Mountain Heart’s third album for the Skaggs Family label is their most honest recording to date. The bandmembers may have been schooled by the likes of Doyle Lawson & Quicksilver and the Renfro Valley Barn Dance, but they also heard the FM stereo sounds of Journey and James Taylor. So it’s entirely fitting that their own music would continue to mature in a rather cosmopolitan fashion.
Producer Mark Bright (Rascal Flatts, Blackhawk, Jo Dee Messina) provides a considerable amount of polish. Layered harmonies, minor-key changes, dynamic shifts, echo and reverb abound.
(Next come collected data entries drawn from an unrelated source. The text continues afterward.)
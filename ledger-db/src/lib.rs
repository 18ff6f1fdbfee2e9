//! Data layer for the ledger: entities, repository traits and a JSON-backed
//! in-memory store.

pub mod entities;
mod error;
mod macros;
pub mod repositories;

pub use crate::error::DbError;
pub use repositories::{
    AttributeRepository, BlotterRepository, CategoryRepository, CurrencyRepository, Database,
    MemoryStore, StoreData,
};
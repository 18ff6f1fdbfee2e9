use chrono::format::{Item, StrftimeItems};
use config::{Config, ConfigError, Environment, File};
use serde::Deserialize;
use std::path::PathBuf;

#[derive(Debug, Deserialize, Clone, PartialEq)]
pub struct Settings {
    #[serde(default = "default_data_file")]
    pub data_file: PathBuf,

    /// Prepend the split entry to the category list
    #[serde(default = "default_true")]
    pub fetch_all_categories: bool,

    /// Offer the split entry in the category picker
    #[serde(default = "default_true")]
    pub show_split_category: bool,

    /// Pick categories from the tree popup instead of the quick list
    #[serde(default = "default_true")]
    pub use_tree_picker: bool,

    #[serde(default = "default_true")]
    pub show_running_balance: bool,

    /// chrono format string for the blotter date line
    #[serde(default = "default_date_time_format")]
    pub date_time_format: String,
}

fn default_true() -> bool {
    true
}

fn default_data_file() -> PathBuf {
    dirs::data_dir()
        .unwrap_or_else(|| PathBuf::from("."))
        .join("ledger")
        .join("ledger.json")
}

fn default_date_time_format() -> String {
    "%b %-d, %Y %H:%M".to_string()
}

impl Default for Settings {
    fn default() -> Self {
        Self {
            data_file: default_data_file(),
            fetch_all_categories: true,
            show_split_category: true,
            use_tree_picker: true,
            show_running_balance: true,
            date_time_format: default_date_time_format(),
        }
    }
}

impl Settings {
    /// Load from `ledger.toml` (or `$LEDGER_CONFIG`) and `LEDGER__*` variables
    pub fn new() -> Result<Self, ConfigError> {
        let config_path =
            std::env::var("LEDGER_CONFIG").unwrap_or_else(|_| "ledger.toml".to_string());

        Self::from_sources(
            Config::builder()
                .add_source(File::with_name(&config_path).required(false))
                .add_source(Environment::with_prefix("LEDGER").separator("__")),
        )
    }

    fn from_sources(
        builder: config::ConfigBuilder<config::builder::DefaultState>,
    ) -> Result<Self, ConfigError> {
        let settings: Settings = builder.build()?.try_deserialize()?;
        settings.validate().map_err(ConfigError::Message)?;
        Ok(settings)
    }

    pub fn validate(&self) -> Result<(), String> {
        if self.data_file.as_os_str().is_empty() {
            return Err("data_file is required".to_string());
        }
        if self.date_time_format.trim().is_empty() {
            return Err("date_time_format must not be empty".to_string());
        }
        // Formatting with an invalid pattern panics at render time
        if StrftimeItems::new(&self.date_time_format).any(|item| matches!(item, Item::Error)) {
            return Err(format!(
                "date_time_format {:?} is not a valid strftime pattern",
                self.date_time_format
            ));
        }
        Ok(())
    }
}
use super::{Amount, CurrencyId};
use serde::{Deserialize, Serialize};

/// Where the currency symbol goes relative to the number
#[derive(Debug, Clone, Copy, Default, PartialEq, Eq, Serialize, Deserialize)]
#[serde(rename_all = "snake_case")]
pub enum SymbolFormat {
    Left,
    LeftSpaced,
    Right,
    #[default]
    RightSpaced,
}

#[derive(Debug, Clone, PartialEq, Eq, Serialize, Deserialize)]
pub struct Currency {
    pub id: CurrencyId,
    pub code: String,
    #[serde(default)]
    pub symbol: String,
    #[serde(default)]
    pub symbol_format: SymbolFormat,
    #[serde(default = "default_decimals")]
    pub decimals: u32,
    #[serde(default = "default_decimal_separator")]
    pub decimal_separator: String,
    #[serde(default = "default_group_separator")]
    pub group_separator: String,
}

fn default_decimals() -> u32 {
    2
}

fn default_decimal_separator() -> String {
    ".".to_string()
}

fn default_group_separator() -> String {
    ",".to_string()
}

impl Currency {
    pub fn new(id: CurrencyId, code: impl Into<String>, symbol: impl Into<String>) -> Self {
        Self {
            id,
            code: code.into(),
            symbol: symbol.into(),
            symbol_format: SymbolFormat::default(),
            decimals: default_decimals(),
            decimal_separator: default_decimal_separator(),
            group_separator: default_group_separator(),
        }
    }

    /// Placeholder used when a currency id cannot be resolved: no symbol,
    /// two decimals.
    pub fn empty() -> Self {
        Self::new(0, "", "")
    }

    pub fn with_symbol_format(mut self, symbol_format: SymbolFormat) -> Self {
        self.symbol_format = symbol_format;
        self
    }

    pub fn with_decimals(mut self, decimals: u32) -> Self {
        self.decimals = decimals;
        self
    }

    pub fn with_separators(
        mut self,
        decimal_separator: impl Into<String>,
        group_separator: impl Into<String>,
    ) -> Self {
        self.decimal_separator = decimal_separator.into();
        self.group_separator = group_separator.into();
        self
    }

    /// Format an amount. Negative amounts always carry `-`; `add_plus`
    /// prefixes strictly positive amounts with `+`.
    pub fn format_amount(&self, amount: Amount, add_plus: bool) -> String {
        let value = amount.inner();
        let sign = if value < 0 {
            "-"
        } else if add_plus && value > 0 {
            "+"
        } else {
            ""
        };
        let number = self.format_number(value.unsigned_abs());

        if self.symbol.is_empty() {
            return format!("{}{}", sign, number);
        }

        match self.symbol_format {
            SymbolFormat::Left => format!("{}{}{}", sign, self.symbol, number),
            SymbolFormat::LeftSpaced => format!("{}{} {}", sign, self.symbol, number),
            SymbolFormat::Right => format!("{}{}{}", sign, number, self.symbol),
            SymbolFormat::RightSpaced => format!("{}{} {}", sign, number, self.symbol),
        }
    }

    fn format_number(&self, hundredths: u64) -> String {
        // Amounts are stored in hundredths, so at most two digits are meaningful
        let decimals = self.decimals.min(2);
        let scale = 10_u64.pow(2 - decimals);
        let rounded = (hundredths + scale / 2) / scale;
        let divisor = 10_u64.pow(decimals);

        let integer = group_digits(rounded / divisor, &self.group_separator);
        if decimals > 0 {
            format!(
                "{}{}{:0width$}",
                integer,
                self.decimal_separator,
                rounded % divisor,
                width = decimals as usize
            )
        } else {
            integer
        }
    }
}

fn group_digits(value: u64, separator: &str) -> String {
    let digits = value.to_string();
    let mut out = String::with_capacity(digits.len() + digits.len() / 3 * separator.len());
    for (i, c) in digits.chars().enumerate() {
        if i > 0 && (digits.len() - i) % 3 == 0 {
            out.push_str(separator);
        }
        out.push(c);
    }
    out
}

#[cfg(test)]
mod tests {
    use super::*;

    fn usd() -> Currency {
        Currency::new(1, "USD", "$").with_symbol_format(SymbolFormat::Left)
    }

    #[test]
    fn test_format_with_plus() {
        assert_eq!(usd().format_amount(Amount::new(123456), true), "+$1,234.56");
        assert_eq!(usd().format_amount(Amount::new(123456), false), "$1,234.56");
    }

    #[test]
    fn test_format_negative() {
        assert_eq!(usd().format_amount(Amount::new(-5), true), "-$0.05");
    }

    #[test]
    fn test_format_zero_has_no_sign() {
        assert_eq!(usd().format_amount(Amount::ZERO, true), "$0.00");
    }

    #[test]
    fn test_symbol_placement() {
        let eur = Currency::new(2, "EUR", "€").with_separators(",", ".");
        assert_eq!(eur.format_amount(Amount::new(-1234567), false), "-12.345,67 €");

        let eur_right = eur.clone().with_symbol_format(SymbolFormat::Right);
        assert_eq!(eur_right.format_amount(Amount::new(100), true), "+1,00€");

        let left_spaced = Currency::new(3, "CHF", "CHF").with_symbol_format(SymbolFormat::LeftSpaced);
        assert_eq!(left_spaced.format_amount(Amount::new(2500), false), "CHF 25.00");
    }

    #[test]
    fn test_zero_decimals_rounds() {
        let jpy = Currency::new(4, "JPY", "¥")
            .with_symbol_format(SymbolFormat::Left)
            .with_decimals(0);
        assert_eq!(jpy.format_amount(Amount::new(123450), false), "¥1,235");
        assert_eq!(jpy.format_amount(Amount::new(149), false), "¥1");
    }

    #[test]
    fn test_empty_currency() {
        assert_eq!(Currency::empty().format_amount(Amount::new(-1000), true), "-10.00");
    }
}
//! Results handed back by child screens (category picker, category editor).

use std::collections::HashMap;

/// Key under which the category editor returns the new category id
pub const CATEGORY_ID_KEY: &str = "_id";

/// Key under which the category picker returns the chosen id
pub const SELECTED_CATEGORY_ID_KEY: &str = "selected_category_id";

/// Which child screen produced a result
#[derive(Debug, Clone, Copy, PartialEq, Eq, Hash)]
pub enum RequestCode {
    CategoryAdd,
    CategoryPick,
}

#[derive(Debug, Clone, Copy, PartialEq, Eq)]
pub enum ResultCode {
    Ok,
    Canceled,
}

/// Key-value extras attached to a result
#[derive(Debug, Clone, Default, PartialEq, Eq)]
pub struct Payload {
    values: HashMap<String, i64>,
}

impl Payload {
    pub fn new() -> Self {
        Self::default()
    }

    pub fn with(mut self, key: impl Into<String>, value: i64) -> Self {
        self.values.insert(key.into(), value);
        self
    }

    pub fn get(&self, key: &str) -> Option<i64> {
        self.values.get(key).copied()
    }

    pub fn get_or(&self, key: &str, default: i64) -> i64 {
        self.get(key).unwrap_or(default)
    }
}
But it speaks to the band’s virtuosity that such effects don’t bleed the heart and soul out of their music. Fiddler Jim VanCleve is a gifted artist, as evidenced by his fiery instrumental, “Deadwood”. Veteran mandolinist Adam Steffey delivers the tasteful licks fans have come to expect. Clay Jones continues to prove himself a guitarist capable of explosive rhythms.
Steffey, Steve Gulley and Barry Abernathy are all effective lead vocalists, each bringing a different personality to the songs. Gulley is the most versatile, handling both tender ballads (“I Remember You”) and driving numbers (“I’m Just Here To Ride The Train”, a co-write with Tim Stafford). Abernathy tears into Harley Allen’s rollicking title track. But it’s Steffey who delivers the record’s most chilling line — “I’ve brought down empires with weapons of hate” — on “Here I Am”, a timely song by Ronnie Bowman and Shawn Lane that’s sung from the devil’s point of view.